0

I'm using a multiclass dataset (cic-ids-2017), which is very imbalanced. I have already encoded the categorical feature (which is the target) using OneHotEncoder. I tried to use SMOTE oversampling method to balance the data with pipeline:

X = df.drop(['Label'],1)
y = df.Label

steps = [('onehot', OneHotEncoder()), ('smt', SMOTE())]
pipeline = Pipeline(steps=steps)

X, y = pipeline.fit_resample(X, y)

When I used pd.get_dummies instead of OneHotEncoder, in this case I could not use the pipeline (because of get_dummies).
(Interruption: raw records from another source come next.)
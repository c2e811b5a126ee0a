//! Artifact lookup inside the local repository.
//!
//! Artifacts live at
//! `<root>/<group segments>/<artifact>/<version dir>/<artifact>-<version><suffix>`.
//! A release version names its directory and file exactly. A snapshot
//! version matches any directory starting with `<version>-` and any file in
//! it starting with `<artifact>-<version>-` and ending with `<suffix>`, so
//! both `-SNAPSHOT` and timestamped builds are found. When several files
//! qualify, the most recently modified one wins.

use std::fmt;
use std::time::SystemTime;

use bundle_common::fs::{
    FsError, file_name_of, is_readable_dir, is_readable_file, last_modified, list_dir,
};
use camino::{Utf8Path, Utf8PathBuf};
use log::{debug, trace};
use thiserror::Error;

use crate::repository::{LocateError, RepositoryLocator};

/// Errors raised while searching the repository.
#[derive(Debug, Error)]
pub enum ResolveError {
    /// The repository roots could not be determined.
    #[error("repository lookup failed: {0}")]
    Locate(#[from] LocateError),

    /// A candidate directory or file could not be inspected.
    #[error("repository scan failed: {0}")]
    Fs(#[from] FsError),
}

/// Identifies one artifact file in a Maven-layout repository.
///
/// # Examples
///
/// ```
/// use bundle_extractor::resolver::ArtifactCoordinate;
///
/// let coordinate = ArtifactCoordinate::new("com.github.valery1707", "mongo-bundle", "3.6.5", ".jar");
/// assert_eq!(coordinate.relative_dir(), "com/github/valery1707/mongo-bundle");
/// assert_eq!(coordinate.release_file_name(), "mongo-bundle-3.6.5.jar");
/// assert_eq!(coordinate.to_string(), "com.github.valery1707:mongo-bundle:3.6.5");
/// ```
#[derive(Debug, Clone, PartialEq, Eq)]
pub struct ArtifactCoordinate {
    group: String,
    artifact: String,
    version: String,
    suffix: String,
    snapshot: bool,
}

impl ArtifactCoordinate {
    /// Creates a release (non-snapshot) coordinate.
    ///
    /// `suffix` is appended verbatim to the file name, so it carries any
    /// classifier and the extension, for example `.jar` or `-sources.jar`.
    #[must_use]
    pub fn new(
        group: impl Into<String>,
        artifact: impl Into<String>,
        version: impl Into<String>,
        suffix: impl Into<String>,
    ) -> Self {
        Self {
            group: group.into(),
            artifact: artifact.into(),
            version: version.into(),
            suffix: suffix.into(),
            snapshot: false,
        }
    }

    /// Marks the coordinate as a snapshot (or release) version.
    #[must_use]
    pub const fn with_snapshot(mut self, snapshot: bool) -> Self {
        self.snapshot = snapshot;
        self
    }

    /// Dotted group identifier.
    #[must_use]
    pub fn group(&self) -> &str {
        &self.group
    }

    /// Artifact name.
    #[must_use]
    pub fn artifact(&self) -> &str {
        &self.artifact
    }

    /// Version, without any snapshot qualifier.
    #[must_use]
    pub fn version(&self) -> &str {
        &self.version
    }

    /// File name suffix.
    #[must_use]
    pub fn suffix(&self) -> &str {
        &self.suffix
    }

    /// Whether snapshot matching applies.
    #[must_use]
    pub const fn is_snapshot(&self) -> bool {
        self.snapshot
    }

    /// Directory of the artifact relative to a repository root.
    #[must_use]
    pub fn relative_dir(&self) -> Utf8PathBuf {
        let mut dir: Utf8PathBuf = self
            .group
            .split('.')
            .filter(|segment| !segment.is_empty())
            .collect();
        dir.push(&self.artifact);
        dir
    }

    /// File name of the release artifact.
    #[must_use]
    pub fn release_file_name(&self) -> String {
        format!("{}-{}{}", self.artifact, self.version, self.suffix)
    }

    fn snapshot_dir_prefix(&self) -> String {
        format!("{}-", self.version)
    }

    fn snapshot_file_prefix(&self) -> String {
        format!("{}-{}-", self.artifact, self.version)
    }
}

impl fmt::Display for ArtifactCoordinate {
    fn fmt(&self, f: &mut fmt::Formatter<'_>) -> fmt::Result {
        write!(f, "{}:{}:{}", self.group, self.artifact, self.version)?;
        if self.snapshot {
            f.write_str(" (snapshot)")?;
        }
        Ok(())
    }
}

/// Finds artifacts under the roots reported by a [`RepositoryLocator`].
#[derive(Debug, Clone, Copy)]
pub struct ArtifactResolver<'a> {
    locator: &'a RepositoryLocator,
}

impl<'a> ArtifactResolver<'a> {
    /// Creates a resolver over `locator`'s repository roots.
    #[must_use]
    pub const fn new(locator: &'a RepositoryLocator) -> Self {
        Self { locator }
    }

    /// Returns the newest readable file matching `coordinate`, or `None` when
    /// no repository root holds one.
    ///
    /// # Errors
    ///
    /// Returns [`ResolveError::Locate`] when the repository roots cannot be
    /// determined and [`ResolveError::Fs`] when a candidate cannot be
    /// inspected.
    pub fn find_library(
        &self,
        coordinate: &ArtifactCoordinate,
    ) -> Result<Option<Utf8PathBuf>, ResolveError> {
        let roots = self.locator.repository_roots()?;
        let found = find_in_roots(&roots, coordinate)?;
        found.as_ref().map_or_else(
            || debug!("{coordinate} not found in {} repository root(s)", roots.len()),
            |path| debug!("resolved {coordinate} to {path}"),
        );
        Ok(found)
    }
}

/// Searches `roots` in order for files matching `coordinate` and returns the
/// most recently modified one.
///
/// Candidates are visited root by root, and in path order within each
/// directory; among equally recent files the first visited wins.
///
/// # Errors
///
/// Returns [`FsError`] when an existing, readable directory cannot be listed
/// or a candidate's modification time cannot be read.
pub fn find_in_roots(
    roots: &[Utf8PathBuf],
    coordinate: &ArtifactCoordinate,
) -> Result<Option<Utf8PathBuf>, FsError> {
    let mut candidates = Vec::new();
    for root in roots {
        let artifact_dir = root.join(coordinate.relative_dir());
        for version_dir in version_dirs(&artifact_dir, coordinate)? {
            candidates.extend(version_files(&version_dir, coordinate)?);
        }
    }
    newest(candidates)
}

fn version_dirs(
    artifact_dir: &Utf8Path,
    coordinate: &ArtifactCoordinate,
) -> Result<Vec<Utf8PathBuf>, FsError> {
    let dirs = if coordinate.is_snapshot() {
        if !is_readable_dir(artifact_dir) {
            trace!("no artifact directory at {artifact_dir}");
            return Ok(Vec::new());
        }
        let prefix = coordinate.snapshot_dir_prefix();
        list_dir(artifact_dir, &[&|path: &Utf8Path| {
            file_name_of(path).starts_with(prefix.as_str())
        }])?
    } else {
        vec![artifact_dir.join(coordinate.version())]
    };
    Ok(dirs.into_iter().filter(|dir| is_readable_dir(dir)).collect())
}

fn version_files(
    version_dir: &Utf8Path,
    coordinate: &ArtifactCoordinate,
) -> Result<Vec<Utf8PathBuf>, FsError> {
    let files = if coordinate.is_snapshot() {
        let prefix = coordinate.snapshot_file_prefix();
        list_dir(
            version_dir,
            &[
                &|path: &Utf8Path| file_name_of(path).starts_with(prefix.as_str()),
                &|path: &Utf8Path| file_name_of(path).ends_with(coordinate.suffix()),
            ],
        )?
    } else {
        vec![version_dir.join(coordinate.release_file_name())]
    };
    Ok(files
        .into_iter()
        .filter(|file| {
            let readable = is_readable_file(file);
            if !readable {
                trace!("{file} is not a readable file");
            }
            readable
        })
        .collect())
}

/// Picks the most recently modified path, keeping the earliest on ties.
fn newest(candidates: Vec<Utf8PathBuf>) -> Result<Option<Utf8PathBuf>, FsError> {
    let mut best: Option<(SystemTime, Utf8PathBuf)> = None;
    for candidate in candidates {
        let modified = last_modified(&candidate)?;
        let is_newer = best.as_ref().is_none_or(|(time, _)| modified > *time);
        if is_newer {
            best = Some((modified, candidate));
        }
    }
    Ok(best.map(|(_, path)| path))
}

#[cfg(test)]
#[path = "resolver_tests.rs"]
mod tests;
How can I balance the dataset using SMOTE ? (and use get_dummies for One Hot Encoding)

Mimi
  • 45
  • 7
  • There is a prerequisite i.e. _Intermediate steps of the pipeline must be ‘transforms’, that is, they must implement fit and transform methods_. So, It will not work. Why you want to do that. – 10xAI Jun 04 '21 at 07:17
  • I used get_dummies beacause, OneHotEncoder() of Scikit generate me NAN. I tried to use SMOTE without Pipeline, but does not work. for that I tried also the Pipeline – Mimi Jun 04 '21 at 09:14

0 Answers0